No, wait, I’m going to go into unseemly detail. It is what I do, after all. Imagine, with Ramone you can have an e-orgasm whenever you want one! “Oh, Ramone, make me have an orgasm!” you can shout. That’s probably not how you’ll put it, but I’m trying to preserve a tiny bit of decorum here. “Oh, Ramone! More vibrations!” Or even, “Oh, Ramone, tell me I’m such a bad girl!” He will, you know, and he will sound Only. Slightly. Robotic. You can get accents, even (with select subscription plans. Expect to pay more for a French accent, less for German.) The beauty is, once Ramone gets everything just right, you can save that session and request the same exact thing next time.
You might think that’s too invasive, but Big Tech is already screwing you over, so you may as well enjoy it.
We are no longer much bothered that Big Tech knows everything about us. The last thing that managed to shock me was learning that because I use a menstrual tracking app, Facebook knows when I’m on my period. What has Facebook done with this information? I don’t know, but Ramone will take it several steps further.
Ramone will send out a warning text to your family members and co-workers so they know when to avoid you. You’ll also automatically receive a monthly shipment of chocolate, wine and facial tissue. Netflix will suggest a selection of chick flicks, and your local shelter will suggest homeless cats you could adopt.
You know how annoying it is when men fail to listen to us and don’t understand us. Well, you won’t have that problem with Ramone. He’s perfect that way. (As an added bonus, he will never leave dirty socks on the floor for you, or flirt with other women at parties.)
Want a Real Man? Smart Speaker Ramone can Help.
You needn’t worry about the mess and fuss of a real-life man ever again, but if you actually want one for some crazy reason, Ramone can help you with that. (I’ve designed him not to be jealous.) With Ramone’s seamless integration with dating apps, you will be introduced to the perfect man for you (inasmuch as such a thing as any perfect man exists, other than, of course, my husband.) Ramone knows everything about your sex drive and what kind of porn you and your possible matches like, and isn’t that more important than sharing the same taste in music?

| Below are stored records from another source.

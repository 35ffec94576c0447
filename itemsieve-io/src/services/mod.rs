pub mod extraction_service;
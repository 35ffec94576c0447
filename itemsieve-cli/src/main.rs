use std::{process::ExitCode, time::Instant};

use humantime::format_duration;
use log::{error, info};

use itemsieve_core::{
    errors::ExtractError,
    models::{config::ExtractConfig, selection::ColumnSelection},
};
use itemsieve_io::services::extraction_service::extract_columns;

const INPUT_FILE: &str = "item.csv";
const OUTPUT_FILE: &str = "filtered_item_category_data.csv";

// key, ItemSearchCategory, CanBeHq
const TARGET_COLUMNS: [usize; 3] = [0, 17, 28];

fn main() -> ExitCode {
    let total_duration = Instant::now();
    env_logger::Builder::from_env(env_logger::Env::default().default_filter_or("info"))
        .target(env_logger::Target::Stdout)
        .init();

    let config = ExtractConfig::new(
        INPUT_FILE,
        OUTPUT_FILE,
        ColumnSelection::new(TARGET_COLUMNS.to_vec()),
    );

    let code = match extract_columns(&config) {
        Ok(summary) => {
            info!(
                "Extraction finished. {} records written to '{}'",
                summary.records_written, OUTPUT_FILE
            );
            ExitCode::SUCCESS
        }
        Err(ExtractError::FileAccess { path, source }) => {
            error!(
                "Input file '{}' could not be read: {}. Check the file name.",
                path.display(),
                source
            );
            ExitCode::FAILURE
        }
        Err(err @ ExtractError::IndexOutOfRange { .. }) => {
            error!("{err}. Check the configured column indices against the input file.");
            ExitCode::FAILURE
        }
        Err(ExtractError::Unexpected(err)) => {
            error!("Unexpected error: {err}");
            ExitCode::FAILURE
        }
    };

    info!("Total time: {}", format_duration(total_duration.elapsed()));

    code
}
use std::path::PathBuf;

use thiserror::Error;

/// Failure kinds of an extraction run.
///
/// Every fallible operation in the pipeline returns this enum, so callers
/// can tell the failure causes apart without inspecting message text.
#[derive(Debug, Error)]
pub enum ExtractError {
    #[error("could not open input file '{}': {}", path.display(), source)]
    FileAccess {
        path: PathBuf,
        #[source]
        source: std::io::Error,
    },
    #[error("record {record} has {fields} fields, column index {index} is out of range")]
    IndexOutOfRange {
        /// 1-based position of the record in the input file.
        record: u64,
        index: usize,
        fields: usize,
    },
    #[error("unexpected error: {0}")]
    Unexpected(#[from] csv::Error),
}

At one time, only the wealthy knew what it was to live with zero privacy. The King of France didn’t even get to poop in peace. His noblemen competed for the chance to wipe his butt. Even now, being an uber-wealthy person with a full staff of servants means others know all the most intimate details of your life — every visitor, every meal, every bit of dirty laundry (figurative and literal). Fortunately for me, I’ve always been poor, and thus privileged to answer my own door, cook my own meals and wash my own laundry. (I’m lucky that way.) But now, even the poor can enjoy a total loss of privacy. Egalitarianism at last!
The possibilities are endless. Oh, Ramone! Compliment my butt! Oh, Ramone, tell me I look cute in these pants! Oh, Ramone, tell me you haven’t been gossiping about me with Alexa!